In 2013, the Center for Medicare and Medicaid Services (CMS) implemented a mandatory functional status reporting system for outpatient therapy services for Medicare patients. Functional outcomes assessment is included as part of Physician Quality Reporting System (PQRS) for Medicare patients. 2 Unlike inpatient rehabilitation, settings that use CMS-prescribed data elements for prospective payment, in the Medicare reporting systems providers choose the measure of function that they feel is most appropriate for their patients.

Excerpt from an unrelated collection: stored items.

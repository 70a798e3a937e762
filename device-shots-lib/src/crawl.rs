//! Crawl adapter: one query term into one directory, never failing.

use std::panic::{self, AssertUnwindSafe};

use device_shots_core::{CrawlError, CrawlRequest, ImageCrawler};

use crate::error::panic_message;

/// What happened to a single crawl.
#[derive(Debug, Clone, PartialEq, Eq)]
pub enum CrawlOutcome {
    /// The crawler returned normally, reporting this many files written
    Completed(usize),
    /// The crawler failed; its files (if any) are still inspected
    Failed(String),
}

impl CrawlOutcome {
    pub fn is_failed(&self) -> bool {
        matches!(self, Self::Failed(_))
    }
}

/// Run one crawl, containing every failure.
///
/// Ensures the destination directory exists, then invokes the crawler. Both
/// `Err` returns and panics are logged and turned into
/// [`CrawlOutcome::Failed`]; nothing propagates, so one bad query never
/// aborts a device or the run.
pub fn crawl(crawler: &dyn ImageCrawler, request: &CrawlRequest<'_>) -> CrawlOutcome {
    let result = std::fs::create_dir_all(request.dest)
        .map_err(CrawlError::from)
        .and_then(|_| {
            panic::catch_unwind(AssertUnwindSafe(|| crawler.crawl(request)))
                .unwrap_or_else(|payload| Err(CrawlError::Panicked(panic_message(&*payload))))
        });

    match result {
        Ok(count) => {
            log::debug!(
                "{} \"{}\": {} file(s) -> {}",
                request.engine,
                request.query,
                count,
                request.dest.display()
            );
            CrawlOutcome::Completed(count)
        }
        Err(e) => {
            log::warn!("{} query \"{}\" failed: {}", request.engine, request.query, e);
            CrawlOutcome::Failed(e.to_string())
        }
    }
}
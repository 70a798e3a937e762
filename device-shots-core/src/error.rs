use thiserror::Error;

/// Errors raised while building a device catalog.
#[derive(Debug, Error, PartialEq, Eq)]
pub enum CatalogError {
    /// Slug is empty or contains characters outside `[a-z0-9_-]`
    #[error("Invalid device slug '{0}': use lowercase letters, digits, '_' or '-'")]
    InvalidSlug(String),

    /// Two devices share a slug
    #[error("Duplicate device slug '{0}'")]
    DuplicateSlug(String),

    /// A device has no usable primary query
    #[error("Device '{0}' has no primary search queries")]
    NoPrimaryQueries(String),

    /// A slug filter named a device that is not in the catalog
    #[error("Unknown device slug '{0}'")]
    UnknownSlug(String),
}

impl CatalogError {
    pub fn invalid_slug(slug: impl Into<String>) -> Self {
        Self::InvalidSlug(slug.into())
    }
}

/// Errors an image crawler may report for one query.
///
/// Callers treat every variant as recoverable: the query is skipped and the
/// next tier is tried.
#[derive(Debug, Error)]
pub enum CrawlError {
    /// The search request or result page could not be fetched or parsed
    #[error("Search failed: {0}")]
    Search(String),

    /// Writing downloaded files failed
    #[error("I/O error: {0}")]
    Io(#[from] std::io::Error),

    /// The crawler panicked; the payload message is kept
    #[error("Crawler panicked: {0}")]
    Panicked(String),
}

impl CrawlError {
    pub fn search(msg: impl Into<String>) -> Self {
        Self::Search(msg.into())
    }
}
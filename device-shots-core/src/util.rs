/// Format a byte count with fractional KB/MB (e.g., "1.5 KB", "2.3 MB").
pub fn format_bytes_approx(bytes: u64) -> String {
    if bytes >= 1024 * 1024 {
        format!("{:.1} MB", bytes as f64 / (1024.0 * 1024.0))
    } else if bytes >= 1024 {
        format!("{:.1} KB", bytes as f64 / 1024.0)
    } else {
        format!("{} B", bytes)
    }
}

/// Width divided by height. Zero height yields 0.0 so it never passes a
/// minimum-ratio check.
pub fn aspect_ratio(width: u32, height: u32) -> f64 {
    if height == 0 {
        0.0
    } else {
        width as f64 / height as f64
    }
}

/// Parse the numeric stem of a crawler-written file (`000042.jpg` -> 42).
pub fn file_index(file_name: &str) -> Option<u64> {
    let stem = file_name.split('.').next()?;
    if stem.is_empty() || !stem.bytes().all(|b| b.is_ascii_digit()) {
        return None;
    }
    stem.parse().ok()
}
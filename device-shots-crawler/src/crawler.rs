use std::collections::HashSet;
use std::time::Duration;

use device_shots_core::{CrawlError, CrawlRequest, Engine, ImageCrawler};

use crate::client::HttpClient;
use crate::download;
use crate::error::SearchError;
use crate::{baidu, bing, filters};

/// Never page past this many result pages for one query.
const MAX_PAGES: usize = 3;

/// Collect this many URLs per requested image; plenty of links are dead,
/// hotlink-protected or not images at all.
const OVERSAMPLE: usize = 4;

#[derive(Debug, Clone, Copy, PartialEq, Eq)]
pub struct CrawlerConfig {
    /// Downloader threads per query
    pub download_threads: usize,
    pub timeout: Duration,
}

impl Default for CrawlerConfig {
    fn default() -> Self {
        Self {
            download_threads: 4,
            timeout: Duration::from_secs(30),
        }
    }
}

/// Image crawler for the public Bing and Baidu image search endpoints.
pub struct WebCrawler {
    client: HttpClient,
    config: CrawlerConfig,
}

impl WebCrawler {
    pub fn new(config: CrawlerConfig) -> Result<Self, SearchError> {
        Ok(Self {
            client: HttpClient::new(config.timeout)?,
            config,
        })
    }

    /// Result URLs for a query, deduplicated, in engine rank order.
    pub fn search(&self, request: &CrawlRequest<'_>) -> Result<Vec<String>, SearchError> {
        let wanted = request.max_count.saturating_mul(OVERSAMPLE);
        let qft = match request.engine {
            Engine::Bing => filters::bing_qft(request.filters),
            Engine::Baidu => None,
        };

        let mut seen = HashSet::new();
        let mut urls = Vec::new();
        for page in 0..MAX_PAGES {
            let found = match request.engine {
                Engine::Bing => bing::search_page(
                    &self.client,
                    request.query,
                    page * bing::PAGE_SIZE,
                    qft.as_deref(),
                )?,
                Engine::Baidu => {
                    baidu::search_page(&self.client, request.query, page * baidu::PAGE_SIZE)?
                }
            };
            if found.is_empty() {
                break;
            }
            for url in found {
                if seen.insert(url.clone()) {
                    urls.push(url);
                }
            }
            if urls.len() >= wanted {
                break;
            }
        }

        log::debug!(
            "{} \"{}\": {} result URL(s)",
            request.engine.display_name(),
            request.query,
            urls.len()
        );
        Ok(urls)
    }
}

impl ImageCrawler for WebCrawler {
    fn crawl(&self, request: &CrawlRequest<'_>) -> Result<usize, CrawlError> {
        if request.max_count == 0 {
            return Ok(0);
        }
        let urls = self.search(request)?;
        let stored = download::download_all(
            &self.client,
            &urls,
            request.dest,
            request.max_count,
            self.config.download_threads,
        )?;
        Ok(stored)
    }
}
//! Quality checks for downloaded images.

use std::path::{Path, PathBuf};

use serde::{Deserialize, Serialize};

use device_shots_core::util::{aspect_ratio, format_bytes_approx};

use crate::codec::ImageCodec;

/// Fixed thresholds a downloaded file must meet.
#[derive(Debug, Clone, PartialEq, Serialize, Deserialize)]
#[serde(default)]
pub struct Thresholds {
    /// Minimum file size in bytes
    pub min_file_size: u64,
    /// Minimum pixel width
    pub min_width: u32,
    /// Minimum pixel height
    pub min_height: u32,
    /// Minimum width/height ratio; anything narrower is too portrait for a
    /// product shot
    pub min_aspect_ratio: f64,
}

impl Default for Thresholds {
    fn default() -> Self {
        Self {
            min_file_size: 20 * 1024,
            min_width: 600,
            min_height: 400,
            min_aspect_ratio: 0.9,
        }
    }
}

/// Pass/fail plus a human-readable reason.
#[derive(Debug, Clone, PartialEq, Eq)]
pub struct Verdict {
    pub valid: bool,
    pub reason: String,
}

impl Verdict {
    fn pass(reason: impl Into<String>) -> Self {
        Self {
            valid: true,
            reason: reason.into(),
        }
    }

    fn fail(reason: impl Into<String>) -> Self {
        Self {
            valid: false,
            reason: reason.into(),
        }
    }
}

/// A file that passed validation and can be selected as a device's image.
#[derive(Debug, Clone, PartialEq, Eq)]
pub struct Candidate {
    pub path: PathBuf,
    /// File size in bytes
    pub size: u64,
    /// Pixel dimensions; `None` when validated without a codec
    pub dimensions: Option<(u32, u32)>,
}

/// Everything learned while validating one file.
#[derive(Debug, Clone)]
pub struct Inspection {
    pub path: PathBuf,
    pub size: Option<u64>,
    pub dimensions: Option<(u32, u32)>,
    pub verdict: Verdict,
}

impl Inspection {
    /// The candidate, if the file passed.
    pub fn into_candidate(self) -> Option<Candidate> {
        match (self.verdict.valid, self.size) {
            (true, Some(size)) => Some(Candidate {
                path: self.path,
                size,
                dimensions: self.dimensions,
            }),
            _ => None,
        }
    }
}

/// Inspects single files against [`Thresholds`]. Pure: never writes.
pub struct Validator<'a> {
    thresholds: &'a Thresholds,
    codec: Option<&'a dyn ImageCodec>,
}

impl<'a> Validator<'a> {
    pub fn new(thresholds: &'a Thresholds, codec: Option<&'a dyn ImageCodec>) -> Self {
        Self { thresholds, codec }
    }

    /// Whether pixel-level checks are available.
    pub fn has_codec(&self) -> bool {
        self.codec.is_some()
    }

    pub fn validate(&self, path: &Path) -> Verdict {
        self.inspect(path).verdict
    }

    /// Validate a file, keeping the size and dimensions that were read.
    ///
    /// Rules, in order:
    /// 1. Without a codec: pass iff size > minimum.
    /// 2. Reject if size < minimum.
    /// 3. Reject if width or height is below the minimum.
    /// 4. Reject if width/height is below the minimum aspect ratio.
    ///
    /// A file that cannot be read or decoded is invalid, with the error as
    /// the reason.
    pub fn inspect(&self, path: &Path) -> Inspection {
        let mut inspection = Inspection {
            path: path.to_path_buf(),
            size: None,
            dimensions: None,
            verdict: Verdict::fail(""),
        };

        let size = match std::fs::metadata(path) {
            Ok(meta) => meta.len(),
            Err(e) => {
                inspection.verdict = Verdict::fail(format!("unreadable: {e}"));
                return inspection;
            }
        };
        inspection.size = Some(size);
        let t = self.thresholds;

        let Some(codec) = self.codec else {
            inspection.verdict = if size > t.min_file_size {
                Verdict::pass(format!(
                    "size-only check (no codec): {}",
                    format_bytes_approx(size)
                ))
            } else {
                Verdict::fail(format!(
                    "size-only check (no codec): too small, {} bytes (minimum {})",
                    size, t.min_file_size
                ))
            };
            return inspection;
        };

        if size < t.min_file_size {
            inspection.verdict = Verdict::fail(format!(
                "too small: {} bytes (minimum {})",
                size, t.min_file_size
            ));
            return inspection;
        }

        let (width, height) = match codec.dimensions(path) {
            Ok(dims) => dims,
            Err(e) => {
                inspection.verdict = Verdict::fail(e.to_string());
                return inspection;
            }
        };
        inspection.dimensions = Some((width, height));

        if width < t.min_width || height < t.min_height {
            inspection.verdict = Verdict::fail(format!(
                "too small: {}x{} (minimum {}x{})",
                width, height, t.min_width, t.min_height
            ));
            return inspection;
        }

        let ratio = aspect_ratio(width, height);
        if ratio < t.min_aspect_ratio {
            inspection.verdict = Verdict::fail(format!(
                "too portrait: aspect ratio {:.2} (minimum {:.2})",
                ratio, t.min_aspect_ratio
            ));
            return inspection;
        }

        inspection.verdict = Verdict::pass(format!(
            "{}x{}, {}",
            width,
            height,
            format_bytes_approx(size)
        ));
        inspection
    }
}

#[cfg(test)]
#[path = "tests/validate_tests.rs"]
mod tests;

For these reasons, it is critical that research be conducted to provide clinicians and researchers with the data to guide selection and interpretation of outcome measures. Leaders in upper limb prosthetic rehabilitation understand the importance of choosing outcome measures that have been evaluated for persons with upper limb amputation and that are reliable, valid, and responsive to change.3 –6 However, limited research on measurement properties of existing measures and lack of measures that assess important domains have created challenges for the field.6 –10
Our group has conducted several studies to examine measurement properties of the measures utilized in the Department of Veterans Affairs (VA) Study to Optimize the DEKA Arm.11,12 We also designed and tested a new measure to fill the gap in activity performance measures for adults with upper limb amputation. 13 We reported test–retest reliability of the Box and Block Test of Manual Dexterity (BB),14 –16 the Jebsen–Taylor Hand Function (JTHF) test, 17 the Activities Measure for Adults with Upper Limb Amputation (AM-ULA), 11 the University of New Brunswick (UNB) measure of prosthetic skill and spontaneity, 11 and two self-report measures of function, the Upper Extremity Functional Scale (UEFS),9,18 and the Patient-Specific Functional Scale (PSFS). 19 We also examined inter-rater reliability of all performance measures rated by clinicians, 11 and known group validity of the UNB 11 measure and AM-ULA. 11
However, we have not yet reported on measure responsiveness to change during prosthetic training. Therefore, the purpose of this study was to examine responsiveness of outcome measures utilized in the VA Study to Optimize the DEKA Arm. We aimed to (1) compare responsiveness of measures; (2) determine whether responsiveness varied by level of prosthesis, and (3) examine whether measures plateaued or continued to improve over the course of training. We hypothesized that the majority of measures would be responsive to training, and that responsiveness would vary by prosthetic level and amount of training.
Methods
This was a multi-site study with repeated measurements of subjects. Data were collected at four sites: Department of Veterans Affairs New York Harbor Health Care System (VA NYHHS), James Haley VA, Long Beach VA, and Center for the Intrepid. The study received Institutional Review Board approval at all study sites.
Sample
Subjects were a convenience sample of upper limb amputees participating in the VA Study to Optimize the DEKA Arm. 20 Subjects were eligible if they were at least 18 years old and had single or bilateral transradial, transhumeral, shoulder disarticulation or forequarter level amputation. Subjects were excluded if they had significant uncorrectable visual deficits, major communication or neurocognitive deficits, skin conditions prohibiting prosthetic wear, or had an electrically controlled medical device. Subjects were enrolled based upon their availability, availability of a DEKA Arm at the necessary level, and the desire to balance the sample by amputation level and gender.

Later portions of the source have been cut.